Today I talked with matz and got his approval about this ticket,

under the following two condition:

- commit it to trunk
- provide not only Range#bsearch but also Array#bsearch
- avoid C-level undefined behavior (e.g., SEGV)

Once matz expressed opposition because Array#bsearch may return

unspecified result when the array is not sorted. But Array#sort

may also return unspecified result when the block is inconsistent.

So Array#bsearch is not so strange API in the aspect, and actually

useful. So matz approved it eventually.

So I'm changing this ticket to accepted, and will write a patch.

If anyone has any idea, feel free to express your opinions.

--

Yusuke Endoh mame@tsg.ne.jp

#### #6 [ruby-core:38111] Updated by Thomas Sawyer about 5 years ago

How is this useful? It's basically "find minimum" value, right? What difference does it make that it uses a binary search?

If binary searching is important, then why not have a #beach --which can then be used to extrapolate any variety of other methods.

#### #7 [ruby-core:38116] Updated by Yusuke Endoh about 5 years ago

How is this useful? It's basically "find minimum" value, right? What difference does it make that it uses a binary search?

If binary searching is important, then why not have a #beach --which can then be used to extrapolate any variety of other methods.

Maybe I'm not sure your point.

It finds minimum value by using binary search.

Does the name `bsearch' matter? Is`

beach' really suitable?

I add a practical example of Range#bsearch for Float domain.

The following code obtains the interior radius between 3 circles

of radii a,b,c that are circumscribed each other, by using law of

cosines three times:

(0.0 .. [a,b,c].min).bsearch do |t|

u, v = (t+a+b)*t, a*b
s = Math.acos((u - v) / (u + v))
u, v = (t+b+c)*t, b*c
s += Math.acos((u - v) / (u + v))
u, v = (t+c+a)*t, c*a

s += Math.acos((u - v) / (u + v))

s <= Math::PI * 2

end

--

Yusuke Endoh mame@tsg.ne.jp

#### #8 [ruby-core:38126] Updated by Thomas Sawyer about 5 years ago

Hi, thanks for example. I may not fully understand bsearch, but basically what I mean is that if finding minimum value is the important thing, then why not call it #find_minimum ? (and what about #find_maximum ?). But if binary search is what is important than could not a #beach (b-each) be combined with a variety of uses.

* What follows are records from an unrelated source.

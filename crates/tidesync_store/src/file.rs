//! File-based journal backend.

use crate::backend::JournalBackend;
use crate::error::{StoreError, StoreResult};
use fs2::FileExt;
use std::fs::{self, File, OpenOptions};
use std::io::{Read, Seek, SeekFrom, Write};
use std::path::{Path, PathBuf};

/// A journal stored in a single file.
///
/// # Durability
///
/// - `sync()` calls `File::sync_data()`
/// - `replace()` writes a sibling temp file, syncs it and renames it over
///   the journal
///
/// # Locking
///
/// The file is locked exclusively for the lifetime of the backend, so at
/// most one process writes a journal at a time.
#[derive(Debug)]
pub struct FileJournal {
    path: PathBuf,
    file: File,
}

impl FileJournal {
    /// Opens or creates a journal file, creating parent directories.
    ///
    /// # Errors
    ///
    /// Returns [`StoreError::Locked`] if another process holds the file.
    pub fn open(path: &Path) -> StoreResult<Self> {
        if let Some(parent) = path.parent() {
            if !parent.as_os_str().is_empty() {
                fs::create_dir_all(parent)?;
            }
        }
        let file = Self::open_locked(path)?;
        Ok(Self {
            path: path.to_path_buf(),
            file,
        })
    }

    /// Returns the journal path.
    pub fn path(&self) -> &Path {
        &self.path
    }

    fn open_locked(path: &Path) -> StoreResult<File> {
        let file = OpenOptions::new()
            .read(true)
            .write(true)
            .create(true)
            .truncate(false)
            .open(path)?;
        file.try_lock_exclusive()
            .map_err(|_| StoreError::Locked(path.to_path_buf()))?;
        Ok(file)
    }

    fn temp_path(&self) -> PathBuf {
        let mut name = self.path.as_os_str().to_os_string();
        name.push(".compact");
        PathBuf::from(name)
    }
}

impl JournalBackend for FileJournal {
    fn read_all(&self) -> StoreResult<Vec<u8>> {
        let mut file = &self.file;
        file.seek(SeekFrom::Start(0))?;
        let mut buf = Vec::new();
        file.read_to_end(&mut buf)?;
        Ok(buf)
    }

    fn append(&mut self, data: &[u8]) -> StoreResult<u64> {
        let offset = self.file.seek(SeekFrom::End(0))?;
        self.file.write_all(data)?;
        Ok(offset)
    }

    fn sync(&mut self) -> StoreResult<()> {
        self.file.flush()?;
        self.file.sync_data()?;
        Ok(())
    }

    fn size(&self) -> StoreResult<u64> {
        Ok(self.file.metadata()?.len())
    }

    fn truncate(&mut self, len: u64) -> StoreResult<()> {
        self.file.set_len(len)?;
        self.file.sync_all()?;
        Ok(())
    }

    fn replace(&mut self, data: &[u8]) -> StoreResult<()> {
        let temp = self.temp_path();
        {
            let mut out = File::create(&temp)?;
            out.write_all(data)?;
            out.sync_all()?;
        }
        fs::rename(&temp, &self.path)?;
        // The old handle (and its lock) points at the unlinked inode.
        let _ = FileExt::unlock(&self.file);
        self.file = Self::open_locked(&self.path)?;
        Ok(())
    }
}

#[cfg(test)]
mod tests {
    use super::*;
    use tempfile::tempdir;

    #[test]
    fn data_survives_reopen() {
        let dir = tempdir().unwrap();
        let path = dir.path().join("journal.tsj");

        {
            let mut journal = FileJournal::open(&path).unwrap();
            journal.append(b"persist").unwrap();
            journal.sync().unwrap();
        }

        let journal = FileJournal::open(&path).unwrap();
        assert_eq!(journal.read_all().unwrap(), b"persist");
        assert_eq!(journal.size().unwrap(), 7);
    }

    #[test]
    fn creates_parent_dirs() {
        let dir = tempdir().unwrap();
        let path = dir.path().join("a").join("b").join("journal.tsj");
        FileJournal::open(&path).unwrap();
        assert!(path.exists());
    }

    #[test]
    fn second_open_is_locked() {
        let dir = tempdir().unwrap();
        let path = dir.path().join("journal.tsj");
        let _first = FileJournal::open(&path).unwrap();
        assert!(matches!(FileJournal::open(&path), Err(StoreError::Locked(_))));
    }

    #[test]
    fn replace_swaps_content() {
        let dir = tempdir().unwrap();
        let path = dir.path().join("journal.tsj");
        let mut journal = FileJournal::open(&path).unwrap();
        journal.append(b"old old old").unwrap();
        journal.replace(b"new").unwrap();
        assert_eq!(journal.read_all().unwrap(), b"new");

        journal.append(b"+").unwrap();
        journal.sync().unwrap();
        drop(journal);
        assert_eq!(fs::read(&path).unwrap(), b"new+");
    }

    #[test]
    fn truncate_cuts_tail() {
        let dir = tempdir().unwrap();
        let mut journal = FileJournal::open(&dir.path().join("j")).unwrap();
        journal.append(b"0123456789").unwrap();
        journal.truncate(4).unwrap();
        assert_eq!(journal.read_all().unwrap(), b"0123");
    }
}
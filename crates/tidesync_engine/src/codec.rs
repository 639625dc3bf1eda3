//! Body encoding off the async executor.
//!
//! Small bodies are encoded inline. Anything larger than
//! [`OFFLOAD_THRESHOLD`] is moved to the blocking pool: the value goes in,
//! bytes come out, and nothing is shared with the caller in between.

use crate::error::{SyncError, SyncResult};
use serde::de::DeserializeOwned;
use serde::Serialize;
use tidesync_protocol::{from_cbor, to_cbor};

/// Body size above which (de)serialization runs on the blocking pool.
pub const OFFLOAD_THRESHOLD: usize = 64 * 1024;

/// Encodes a value as CBOR.
///
/// `size_hint` is the expected body size, usually the payload length.
pub async fn encode<T>(value: T, size_hint: usize) -> SyncResult<Vec<u8>>
where
    T: Serialize + Send + 'static,
{
    if size_hint <= OFFLOAD_THRESHOLD {
        return Ok(to_cbor(&value)?);
    }
    tokio::task::spawn_blocking(move || to_cbor(&value))
        .await
        .map_err(|e| SyncError::Serialization(format!("encode task failed: {}", e)))?
        .map_err(SyncError::from)
}

/// Decodes a CBOR body.
pub async fn decode<T>(bytes: Vec<u8>) -> SyncResult<T>
where
    T: DeserializeOwned + Send + 'static,
{
    if bytes.len() <= OFFLOAD_THRESHOLD {
        return Ok(from_cbor(&bytes)?);
    }
    tokio::task::spawn_blocking(move || from_cbor(&bytes))
        .await
        .map_err(|e| SyncError::Serialization(format!("decode task failed: {}", e)))?
        .map_err(SyncError::from)
}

to_enum(:beach).min to_enum(:beach).max to_enum(:beach).map

etc.

#### #9 [ruby-core:38127] Updated by Eric Hodel about 5 years ago

The method is not about finding the minimum, it's about binary search. It has the additional behavior of finding the minimum value at the boundary condition for the block. If multiple values match the boundary condition the minimum is chosen.

Read the example in the proposed RDoc

#### #10 [ruby-core:38133] Updated by Yusuke Endoh about 5 years ago

2011/7/17 Thomas Sawyer transfire@gmail.com:

Hi, thanks for example. I may not fully understand bsearch, but basically what I mean is that if finding minimum value is the important thing, then why not call it #find_minimum ? (and what about #find_maximum ?). But if binary search is what is important than could not a #beach (b-each) be combined with a variety of uses.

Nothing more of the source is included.